- Work task
Start at the line in the entries below that contains "is stored yet.", stop at the line that contains "Google token, starting", and output exactly the lines in that span, both ends included.

====

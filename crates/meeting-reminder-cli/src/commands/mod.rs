pub mod auth;
pub mod config;
pub mod device;
pub mod next;
pub mod run;

use std::sync::Arc;

use clap::Args;
use meeting_reminder_core::integrations::{GoogleAuth, GoogleCalendarSource, GoogleCredentials};
use meeting_reminder_core::storage::{data_dir, DeviceKind};
use meeting_reminder_core::{AlertDevice, Config, GpioDevice, NullDevice, ReminderMode, SysfsBoard};

pub type CliResult = Result<(), Box<dyn std::error::Error>>;

/// Calendar selection flags shared by `run` and `next`.
#[derive(Args, Debug, Default, Clone)]
pub struct CalendarArgs {
    /// Calendar to watch (default from config, usually "primary")
    #[arg(long)]
    pub calendar: Option<String>,
    /// Only consider events matching this free-text query
    #[arg(long)]
    pub calendar_query: Option<String>,
    /// Remind before events end instead of before they start
    #[arg(long)]
    pub remind_end: bool,
}

impl CalendarArgs {
    pub fn apply(&self, config: &mut Config) {
        if let Some(calendar) = &self.calendar {
            config.calendar.calendar_id = calendar.clone();
        }
        if let Some(query) = &self.calendar_query {
            config.calendar.query = Some(query.clone());
        }
        if self.remind_end {
            config.scheduler.mode = ReminderMode::BeforeEnd;
        }
    }
}

/// Parse `90`, `45s`, `2m`, `1h` or `1m30s` into whole seconds. A leading
/// `-` is accepted so that validation can report negative values.
pub fn parse_duration(raw: &str) -> Result<i64, String> {
    let trimmed = raw.trim();
    let (sign, body) = match trimmed.strip_prefix('-') {
        Some(rest) => (-1, rest),
        None => (1, trimmed),
    };
    if body.is_empty() {
        return Err(format!("invalid duration '{raw}'"));
    }
    if let Ok(secs) = body.parse::<i64>() {
        return Ok(sign * secs);
    }

    let mut total: i64 = 0;
    let mut digits = String::new();
    for c in body.chars() {
        if c.is_ascii_digit() {
            digits.push(c);
            continue;
        }
        let unit = match c {
            'h' => 3600,
            'm' => 60,
            's' => 1,
            _ => return Err(format!("invalid duration '{raw}': unknown unit '{c}'")),
        };
        let n: i64 = digits
            .parse()
            .map_err(|_| format!("invalid duration '{raw}': expected a number before '{c}'"))?;
        total = n
            .checked_mul(unit)
            .and_then(|part| total.checked_add(part))
            .ok_or_else(|| format!("duration '{raw}' is too large"))?;
        digits.clear();
    }
    if !digits.is_empty() {
        return Err(format!("invalid duration '{raw}': missing unit after {digits}"));
    }
    Ok(sign * total)
}

/// Google Calendar source for `config`, running the browser login first if
/// no token is stored yet.
pub async fn calendar_source(
    config: &Config,
) -> Result<Arc<GoogleCalendarSource>, Box<dyn std::error::Error>> {
    let dir = data_dir()?;
    let credentials = GoogleCredentials::resolve(config.calendar.credentials_path().as_deref())?;
    let auth = GoogleAuth::new(&credentials, config.calendar.token_store(&dir));

    if auth.stored_tokens()?.is_none() {
        tracing::info!("no stored Google token, starting login");
        auth.login().await?;
    }

    let source = GoogleCalendarSource::new(Arc::new(auth), config.calendar.calendar_id.clone())
        .with_query(config.calendar.query.clone())
        .with_horizon(config.calendar.horizon()?);
    Ok(Arc::new(source))
}

/// The configured alert device, or the log-only one for `--no-robot`.
pub fn alert_device(
    config: &Config,
    no_robot: bool,
) -> Result<Arc<dyn AlertDevice>, Box<dyn std::error::Error>> {
    if no_robot {
        tracing::info!("running without alert hardware");
        return Ok(Arc::new(NullDevice));
    }

    let device = &config.device;
    match device.kind {
        DeviceKind::None => {
            tracing::info!("no alert device configured");
            Ok(Arc::new(NullDevice))
        }
        DeviceKind::Sysfs => {
            let timing = device.timing()?;
            let board = SysfsBoard::open(
                &device.gpio_root,
                &[device.led_pin.as_str(), device.buzzer_pin.as_str()],
                &[device.button_pin.as_str()],
            )?;
            tracing::info!(
                led = %device.led_pin,
                buzzer = %device.buzzer_pin,
                button = %device.button_pin,
                "gpio alert device ready"
            );
            Ok(Arc::new(GpioDevice::open(board, device.pins(), timing)?))
        }
    }
}

#[cfg(test)]
mod tests {
    use super::*;

    #[test]
    fn parses_plain_seconds() {
        assert_eq!(parse_duration("90"), Ok(90));
        assert_eq!(parse_duration("0"), Ok(0));
    }

    #[test]
    fn parses_units() {
        assert_eq!(parse_duration("45s"), Ok(45));
        assert_eq!(parse_duration("2m"), Ok(120));
        assert_eq!(parse_duration("1h"), Ok(3600));
        assert_eq!(parse_duration("1m30s"), Ok(90));
        assert_eq!(parse_duration(" 1h5m "), Ok(3900));
    }

    #[test]
    fn keeps_sign_for_validation() {
        assert_eq!(parse_duration("-5s"), Ok(-5));
        assert_eq!(parse_duration("-30"), Ok(-30));
    }

    #[test]
    fn rejects_garbage() {
        assert!(parse_duration("").is_err());
        assert!(parse_duration("-").is_err());
        assert!(parse_duration("5d").is_err());
        assert!(parse_duration("m").is_err());
        assert!(parse_duration("1m30").is_err());
    }

    #[test]
    fn calendar_args_override_config() {
        let mut config = Config::default();
        CalendarArgs {
            calendar: Some("team@example.com".to_string()),
            calendar_query: Some("robot".to_string()),
            remind_end: true,
        }
        .apply(&mut config);

        assert_eq!(config.calendar.calendar_id, "team@example.com");
        assert_eq!(config.calendar.query.as_deref(), Some("robot"));
        assert_eq!(config.scheduler.mode, ReminderMode::BeforeEnd);
    }

    #[test]
    fn zero_blink_interval_is_rejected_before_opening_gpio() {
        let mut config = Config::default();
        config.device.kind = DeviceKind::Sysfs;
        config.device.gpio_root = "/nonexistent/gpio".to_string();
        config.device.blink_interval_ms = 0;

        let err = alert_device(&config, false).err().unwrap();
        assert!(err.to_string().contains("device.blink_interval_ms"), "{err}");
    }
}
//! Reminder scheduler.
//!
//! The control loop that turns polled "next event" snapshots into at most
//! one alert per event id:
//! - Polls the event source every `poll_interval`
//! - Computes `wait = (anchor - now) - lead_time` and races it against the
//!   next poll, so a changed or cancelled event is picked up within one
//!   poll interval
//! - Arms the alert device for `notification_duration` and resolves the
//!   acknowledge-vs-deadline race
//!
//! ```text
//! Idle ──event──▶ Waiting ──due──▶ Notifying ──ack | deadline──▶ Idle
//!   ▲               │
//!   └──poll wins────┘
//! ```

mod plan;

pub use plan::{plan_reminder, Plan};

use std::sync::Arc;

use chrono::{DateTime, Duration, Utc};
use serde::Serialize;
use tokio::sync::watch;
use tokio_util::sync::CancellationToken;

use crate::clock::{Clock, SystemClock};
use crate::device::AlertDevice;
use crate::error::ConfigError;
use crate::event::{Event, ReminderMode};
use crate::race::{race, Race};
use crate::session::{AlertSession, NotifyOutcome};
use crate::source::EventSource;
use crate::tracker::NotifiedSet;

/// Scheduler configuration
#[derive(Debug, Clone, PartialEq, Eq)]
pub struct SchedulerConfig {
    /// How often the event source is queried
    pub poll_interval: Duration,
    /// How long before the anchor the reminder fires
    pub lead_time: Duration,
    /// How long the device stays armed without an acknowledge
    pub notification_duration: Duration,
    pub mode: ReminderMode,
}

impl Default for SchedulerConfig {
    fn default() -> Self {
        Self {
            poll_interval: Duration::seconds(5),
            lead_time: Duration::minutes(2),
            notification_duration: Duration::seconds(30),
            mode: ReminderMode::BeforeStart,
        }
    }
}

impl SchedulerConfig {
    /// Reject values the loop cannot run with.
    pub fn validate(&self) -> Result<(), ConfigError> {
        if self.poll_interval <= Duration::zero() {
            return Err(ConfigError::InvalidValue {
                key: "poll_interval".to_string(),
                message: format!("must be positive, got {}s", self.poll_interval.num_seconds()),
            });
        }
        if self.lead_time < Duration::zero() {
            return Err(ConfigError::InvalidValue {
                key: "lead_time".to_string(),
                message: format!("must not be negative, got {}s", self.lead_time.num_seconds()),
            });
        }
        if self.notification_duration < Duration::zero() {
            return Err(ConfigError::InvalidValue {
                key: "notification_duration".to_string(),
                message: format!(
                    "must not be negative, got {}s",
                    self.notification_duration.num_seconds()
                ),
            });
        }
        Ok(())
    }
}

/// What the scheduler is doing right now.
#[derive(Debug, Clone, PartialEq, Eq, Serialize)]
#[serde(tag = "state", rename_all = "snake_case")]
pub enum SchedulerState {
    Idle,
    Waiting {
        event_id: String,
        anchor: DateTime<Utc>,
    },
    Notifying {
        event_id: String,
        deadline: DateTime<Utc>,
    },
}

/// Result of one poll step.
#[derive(Debug, Clone, PartialEq, Eq)]
pub enum PollOutcome {
    /// The source had nothing qualifying.
    NoEvent,
    /// The source query failed; retried after one poll interval.
    SourceFailed,
    /// The returned event was already notified.
    AlreadyNotified { event_id: String },
    /// The poll interval elapsed before the reminder was due.
    Rescheduled { event_id: String },
    /// A notification fired and resolved.
    Notified {
        event_id: String,
        outcome: NotifyOutcome,
    },
}

/// Polls an [`EventSource`] and drives an [`AlertDevice`] for each event at
/// most once.
pub struct ReminderScheduler {
    config: SchedulerConfig,
    source: Arc<dyn EventSource>,
    device: Arc<dyn AlertDevice>,
    clock: Arc<dyn Clock>,
    notified: NotifiedSet,
    state: watch::Sender<SchedulerState>,
}

impl ReminderScheduler {
    /// Validates `config`; invalid durations are fatal here, before any
    /// polling starts.
    pub fn new(
        config: SchedulerConfig,
        source: Arc<dyn EventSource>,
        device: Arc<dyn AlertDevice>,
    ) -> Result<Self, ConfigError> {
        config.validate()?;
        let (state, _) = watch::channel(SchedulerState::Idle);
        Ok(Self {
            config,
            source,
            device,
            clock: Arc::new(SystemClock),
            notified: NotifiedSet::new(),
            state,
        })
    }

    pub fn with_clock(mut self, clock: Arc<dyn Clock>) -> Self {
        self.clock = clock;
        self
    }

    pub fn config(&self) -> &SchedulerConfig {
        &self.config
    }

    pub fn notified(&self) -> &NotifiedSet {
        &self.notified
    }

    pub fn state(&self) -> SchedulerState {
        self.state.borrow().clone()
    }

    pub fn subscribe(&self) -> watch::Receiver<SchedulerState> {
        self.state.subscribe()
    }

    /// Run poll steps until `shutdown` is cancelled. A notification in
    /// progress is abandoned and the device disarmed.
    pub async fn run(&mut self, shutdown: CancellationToken) {
        tracing::info!(
            poll_secs = self.config.poll_interval.num_seconds(),
            lead_secs = self.config.lead_time.num_seconds(),
            notify_secs = self.config.notification_duration.num_seconds(),
            mode = %self.config.mode,
            "reminder scheduler started"
        );

        loop {
            tokio::select! {
                biased;
                _ = shutdown.cancelled() => break,
                outcome = self.poll_step() => {
                    tracing::trace!(?outcome, "poll step finished");
                }
            }
        }

        if let Err(err) = self.device.disarm().await {
            tracing::warn!(error = %err, "failed to disarm device on shutdown");
        }
        self.state.send_replace(SchedulerState::Idle);
        tracing::info!(notified = self.notified.len(), "reminder scheduler stopped");
    }

    /// One iteration of the loop, including whatever sleeping it implies.
    ///
    /// Returns immediately after a notification or a lost race against the
    /// poll interval, so the caller re-polls at once. Every other outcome
    /// has already slept one poll interval.
    pub async fn poll_step(&mut self) -> PollOutcome {
        let poll = self.poll_interval();
        let mode = self.config.mode;

        let event = match self.source.next_event(self.clock.now(), mode).await {
            Ok(Some(event)) => event,
            Ok(None) => {
                tracing::debug!("no upcoming event");
                self.idle_for(poll).await;
                return PollOutcome::NoEvent;
            }
            Err(err) => {
                tracing::warn!(error = %err, "event source query failed");
                self.idle_for(poll).await;
                return PollOutcome::SourceFailed;
            }
        };

        if self.notified.contains(&event.id) {
            tracing::debug!(event_id = %event.id, title = %event.title, "already notified");
            self.idle_for(poll).await;
            return PollOutcome::AlreadyNotified { event_id: event.id };
        }

        let anchor = event.anchor(mode);
        match plan_reminder(anchor, self.clock.now(), self.config.lead_time) {
            Plan::NotifyNow => {
                let outcome = self.notify(&event).await;
                PollOutcome::Notified {
                    event_id: event.id,
                    outcome,
                }
            }
            Plan::WaitFor(wait) => {
                tracing::debug!(
                    event_id = %event.id,
                    title = %event.title,
                    %anchor,
                    wait_secs = wait.as_secs(),
                    "waiting for reminder"
                );
                self.state.send_replace(SchedulerState::Waiting {
                    event_id: event.id.clone(),
                    anchor,
                });

                match race(tokio::time::sleep(wait), tokio::time::sleep(poll)).await {
                    Race::First(()) => {
                        let outcome = self.notify(&event).await;
                        PollOutcome::Notified {
                            event_id: event.id,
                            outcome,
                        }
                    }
                    Race::Second(()) => PollOutcome::Rescheduled { event_id: event.id },
                }
            }
        }
    }

    /// Fire the alert for `event` and wait for it to resolve.
    ///
    /// The event is marked before the device is touched: a device fault
    /// still counts as notified.
    pub async fn notify(&mut self, event: &Event) -> NotifyOutcome {
        self.notified.mark_notified(&event.id);

        let duration = self.config.notification_duration.to_std().unwrap_or_default();
        let session = AlertSession::open(&event.id, duration);
        self.state.send_replace(SchedulerState::Notifying {
            event_id: event.id.clone(),
            deadline: self.clock.now() + self.config.notification_duration,
        });
        tracing::info!(
            event_id = %event.id,
            title = %event.title,
            location = %event.location,
            anchor = %event.anchor(self.config.mode),
            "reminder firing"
        );

        let outcome = match self.device.arm(session.deadline()).await {
            Ok(signal) => session.resolve(signal).await,
            Err(err) => {
                tracing::warn!(event_id = %event.id, error = %err, "failed to arm alert device");
                session.expire().await
            }
        };

        if let Err(err) = self.device.disarm().await {
            tracing::warn!(event_id = %event.id, error = %err, "failed to disarm alert device");
        }
        self.state.send_replace(SchedulerState::Idle);
        tracing::info!(event_id = %event.id, %outcome, "reminder finished");
        outcome
    }

    fn poll_interval(&self) -> std::time::Duration {
        self.config.poll_interval.to_std().unwrap_or_default()
    }

    async fn idle_for(&self, poll: std::time::Duration) {
        self.state.send_replace(SchedulerState::Idle);
        tokio::time::sleep(poll).await;
    }
}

====

- Exercise solution
/// no token is stored yet.
pub async fn calendar_source(
    config: &Config,
) -> Result<Arc<GoogleCalendarSource>, Box<dyn std::error::Error>> {
    let dir = data_dir()?;
    let credentials = GoogleCredentials::resolve(config.calendar.credentials_path().as_deref())?;
    let auth = GoogleAuth::new(&credentials, config.calendar.token_store(&dir));

    if auth.stored_tokens()?.is_none() {
        tracing::info!("no stored Google token, starting login");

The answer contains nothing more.